Name-Value Arguments

Specify optional comma-separated pairs of Name,Value arguments. Name is the argument name and Value is the corresponding value. Name must appear inside quotes. You can specify several name and value pair arguments in any order as Name1,Value1,...,NameN,ValueN.

Example: 'FastUpdate',true enables the option for fast updates in an existing plot.

Parent axes to plot on, specified as the comma-separated pair consisting of 'Parent' and an Axes Properties handle.

Perform a fast update to an existing plot, specified as the comma-separated pair consisting of 'FastUpdate' and a logical 0 (false) or 1 (true).

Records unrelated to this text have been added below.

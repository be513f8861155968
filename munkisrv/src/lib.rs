// SPDX-License-Identifier: MIT
// Copyright (c) Microsoft Corporation.

/*!
# munkisrv

munkisrv serves a [Munki][1] repository. Catalogs, manifests, icons, and other small files are
served from a local directory, while requests for packages under `/repo/pkgs/` are answered with
a temporary redirect to a CloudFront distribution. Each redirect carries a [canned-policy signed
URL][2] that expires an hour after it was issued, so the distribution can be private.

## Components

* [`keys`] decodes the CloudFront signing key from PEM (PKCS #1, PKCS #8, or SEC 1).
* [`signer`] produces the signed URLs.
* [`tls`] validates and builds the optional (mutual) TLS policy for the listening socket.
* [`server`] ties these together behind an [axum][3] router.

## Crate features

* **cli** -
  Include the `munkisrv` command line interface. This is a default feature.

[1]: https://github.com/munki/munki
[2]: https://docs.aws.amazon.com/AmazonCloudFront/latest/DeveloperGuide/private-content-creating-signed-url-canned-policy.html
[3]: https://docs.rs/axum
*/

pub mod config;
pub mod error;
pub mod keys;
pub mod repo;
pub mod server;
pub mod signer;
pub mod tls;
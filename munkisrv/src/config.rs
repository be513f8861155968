// SPDX-License-Identifier: MIT
// Copyright (c) Microsoft Corporation.

//! Service configuration.

use std::{
    env,
    net::SocketAddr,
    path::{Path, PathBuf},
    str::FromStr,
};

use anyhow::Context;
use serde::{Deserialize, Serialize};

/// Configuration for munkisrv.
///
/// The file is TOML with three tables: `[server]`, `[cloudfront]`, and `[tls]`. Only
/// `[cloudfront]` is required; without `[tls]`, TLS is disabled.
#[derive(Clone, Serialize, Deserialize)]
pub struct Config {
    #[serde(default)]
    pub server: ServerConfig,
    pub cloudfront: CloudfrontConfig,
    #[serde(default)]
    pub tls: TlsConfig,
}

impl Default for Config {
    fn default() -> Self {
        Self {
            server: ServerConfig::default(),
            cloudfront: CloudfrontConfig {
                url: "https://d111111abcdef8.cloudfront.net/munki".to_string(),
                key_id: "K2JCJMDEHXQW5F".to_string(),
                private_key: String::new(),
            },
            tls: TlsConfig::default(),
        }
    }
}

impl std::fmt::Debug for Config {
    fn fmt(&self, f: &mut std::fmt::Formatter<'_>) -> std::fmt::Result {
        f.debug_struct("Config")
            .field("server", &self.server)
            .field("cloudfront", &self.cloudfront)
            .field("tls", &self.tls)
            .finish()
    }
}

impl std::fmt::Display for Config {
    fn fmt(&self, f: &mut std::fmt::Formatter<'_>) -> std::fmt::Result {
        let mut redacted = self.clone();
        if !redacted.cloudfront.private_key.is_empty() {
            redacted.cloudfront.private_key = REDACTED.to_string();
        }
        write!(
            f,
            "{}",
            toml::ser::to_string_pretty(&redacted).unwrap_or_default()
        )
    }
}

const REDACTED: &str = "<redacted>";

#[derive(Debug, Clone, Serialize, Deserialize)]
pub struct ServerConfig {
    /// The socket address to listen on for HTTP(S) connections.
    ///
    /// The default is to listen on all interfaces on port 8080.
    #[serde(default = "default_listen_address")]
    pub listen_address: SocketAddr,
    /// The directory holding the Munki repository (catalogs, manifests, icons, and so on).
    ///
    /// Everything except packages is served from here; package requests are redirected to
    /// CloudFront.
    #[serde(default = "default_repo_directory")]
    pub repo_directory: PathBuf,
}

fn default_listen_address() -> SocketAddr {
    SocketAddr::from(([0_u16; 8], 8080))
}

fn default_repo_directory() -> PathBuf {
    PathBuf::from("/var/lib/munkisrv/repo")
}

impl Default for ServerConfig {
    fn default() -> Self {
        Self {
            listen_address: default_listen_address(),
            repo_directory: default_repo_directory(),
        }
    }
}

/// The CloudFront distribution packages are redirected to.
#[derive(Clone, Serialize, Deserialize)]
pub struct CloudfrontConfig {
    /// The base URL of the distribution, optionally with a path prefix.
    ///
    /// A request for `/repo/pkgs/apps/Firefox.pkg` is redirected to `<url>/apps/Firefox.pkg`.
    pub url: String,
    /// The ID of the CloudFront public key that matches `private_key`.
    pub key_id: String,
    /// The PEM-encoded private key used to sign URLs.
    ///
    /// The key must be RSA, since CloudFront only verifies RSA-SHA1 signatures. It may be
    /// encoded as PKCS #1 or PKCS #8; EC keys in SEC 1 or PKCS #8 and Ed25519 keys decode,
    /// but are refused at startup. Rather than storing the key in the
    /// configuration file, it can be provided via the `MUNKISRV_CLOUDFRONT_PRIVATE_KEY`
    /// environment variable.
    #[serde(default)]
    pub private_key: String,
}

impl std::fmt::Debug for CloudfrontConfig {
    fn fmt(&self, f: &mut std::fmt::Formatter<'_>) -> std::fmt::Result {
        f.debug_struct("CloudfrontConfig")
            .field("url", &self.url)
            .field("key_id", &self.key_id)
            .field("private_key", &REDACTED)
            .finish()
    }
}

/// TLS settings for the listening socket.
///
/// Empty strings are treated the same as omitted fields.
#[derive(Debug, Clone, Default, PartialEq, Eq, Serialize, Deserialize)]
#[serde(default)]
pub struct TlsConfig {
    /// Serve HTTPS rather than plain HTTP.
    ///
    /// When `false`, every other field is ignored.
    pub enabled: bool,
    /// The PEM-encoded server certificate, optionally followed by intermediates.
    #[serde(skip_serializing_if = "Option::is_none")]
    pub cert_file: Option<PathBuf>,
    /// The PEM-encoded private key matching `cert_file`.
    #[serde(skip_serializing_if = "Option::is_none")]
    pub key_file: Option<PathBuf>,
    /// PEM-encoded certificate authorities used to verify client certificates.
    ///
    /// Required unless `client_auth` is "none".
    #[serde(skip_serializing_if = "Option::is_none")]
    pub ca_file: Option<PathBuf>,
    /// One of "none", "request", "require", "verify-if-given", or "require-and-verify".
    ///
    /// Defaults to "none".
    #[serde(skip_serializing_if = "Option::is_none")]
    pub client_auth: Option<String>,
    /// One of "1.0", "1.1", "1.2", or "1.3"; defaults to "1.2".
    #[serde(skip_serializing_if = "Option::is_none")]
    pub min_version: Option<String>,
    /// One of "1.0", "1.1", "1.2", or "1.3"; defaults to "1.3".
    #[serde(skip_serializing_if = "Option::is_none")]
    pub max_version: Option<String>,
}

fn non_empty_path(path: &Option<PathBuf>) -> Option<&Path> {
    path.as_deref().filter(|path| !path.as_os_str().is_empty())
}

fn non_empty_str(value: &Option<String>) -> Option<&str> {
    value.as_deref().filter(|value| !value.is_empty())
}

impl TlsConfig {
    pub fn cert_file(&self) -> Option<&Path> {
        non_empty_path(&self.cert_file)
    }

    pub fn key_file(&self) -> Option<&Path> {
        non_empty_path(&self.key_file)
    }

    pub fn ca_file(&self) -> Option<&Path> {
        non_empty_path(&self.ca_file)
    }

    pub fn client_auth(&self) -> Option<&str> {
        non_empty_str(&self.client_auth)
    }

    pub fn min_version(&self) -> Option<&str> {
        non_empty_str(&self.min_version)
    }

    pub fn max_version(&self) -> Option<&str> {
        non_empty_str(&self.max_version)
    }

    /// A summary of the settings suitable for logging.
    ///
    /// Only `enabled` is reported when TLS is disabled.
    pub fn info(&self) -> TlsInfo {
        if !self.enabled {
            return TlsInfo {
                enabled: false,
                ..Default::default()
            };
        }

        let path = |path: Option<&Path>| {
            Some(path.map(|path| path.display().to_string()).unwrap_or_default())
        };
        let text = |value: Option<&str>| Some(value.unwrap_or_default().to_string());
        TlsInfo {
            enabled: true,
            cert_file: path(self.cert_file()),
            key_file: path(self.key_file()),
            ca_file: path(self.ca_file()),
            client_auth: text(self.client_auth()),
            min_version: text(self.min_version()),
            max_version: text(self.max_version()),
        }
    }
}

/// The output of [`TlsConfig::info`].
#[derive(Debug, Clone, Default, PartialEq, Eq, Serialize)]
pub struct TlsInfo {
    pub enabled: bool,
    #[serde(skip_serializing_if = "Option::is_none")]
    pub cert_file: Option<String>,
    #[serde(skip_serializing_if = "Option::is_none")]
    pub key_file: Option<String>,
    #[serde(skip_serializing_if = "Option::is_none")]
    pub ca_file: Option<String>,
    #[serde(skip_serializing_if = "Option::is_none")]
    pub client_auth: Option<String>,
    #[serde(skip_serializing_if = "Option::is_none")]
    pub min_version: Option<String>,
    #[serde(skip_serializing_if = "Option::is_none")]
    pub max_version: Option<String>,
}

impl std::fmt::Display for TlsInfo {
    fn fmt(&self, f: &mut std::fmt::Formatter<'_>) -> std::fmt::Result {
        write!(
            f,
            "{}",
            toml::ser::to_string_pretty(&self).unwrap_or_default()
        )
    }
}

impl FromStr for Config {
    type Err = toml::de::Error;

    fn from_str(s: &str) -> Result<Self, Self::Err> {
        toml::from_str(s)
    }
}

fn private_load_config(path: &Path) -> anyhow::Result<Config> {
    let config = std::fs::read_to_string(path)
        .with_context(|| format!("failed to read from path {path:?}"))?;
    tracing::info!(path=%path.display(), "Read from configuration file");
    config
        .parse::<Config>()
        .inspect_err(|error| {
            eprintln!("Failed to parse configuration loaded from {path:?}:\n{error}");
            eprintln!("Example config file:\n\n{}", Config::default());
        })
        .context("configuration file is invalid")
}

/// Load the configuration with fallback options.
///
/// If `path` is [`None`], the `default` path, which should be relative to CONFIGURATION_DIRECTORY, is
/// checked.  If the default config doesn't exist, the [`Default`] implementation is returned. It's
/// expected that CONFIGURATION_DIRECTORY is set via systemd.
///
/// # Errors
///
/// In the event that one of the config files exists, but is invalid, an error is returned.
pub fn load_config(path: Option<PathBuf>, default: &Path) -> anyhow::Result<Config> {
    path.or_else(|| {
        env::var("CONFIGURATION_DIRECTORY")
            .inspect_err(|error| {
                tracing::warn!(
                    ?error,
                    "CONFIGURATION_DIRECTORY environment variable isn't readable"
                );
            })
            .map(PathBuf::from)
            .ok()
            .map(|base_path| base_path.join(default))
            .filter(|path| path.is_file())
    })
    .map_or_else(
        || {
            tracing::warn!("No configuration file found; using defaults");
            Ok(Config::default())
        },
        |path| {
            tracing::info!(?path, "Attempting to load configuration");
            private_load_config(&path)
        },
    )
}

You must use the show object function to initially display your capsule list before you can specify it with this argument.

Data Types: logical

Time steps to display, specified as the comma-separated pair consisting of 'TimeStep' and numeric vector of values in the range [1, N], where N is the value of the MaxNumSteps property of the object specified in the capsuleListObj argument. Each time step corresponds to a row of the state matrix for each ego body and obstacle.

Check for and highlight collisions in the display, specified as the comma-separated pair consisting of 'ShowCollisions' and a logical 0 (false) or 1 (true).

Data Types: logical

Ego IDs to display, specified as the comma-separated pair consisting of 'EgoIDs' and a vector of positive integers. By default, the object function displays all ego bodies.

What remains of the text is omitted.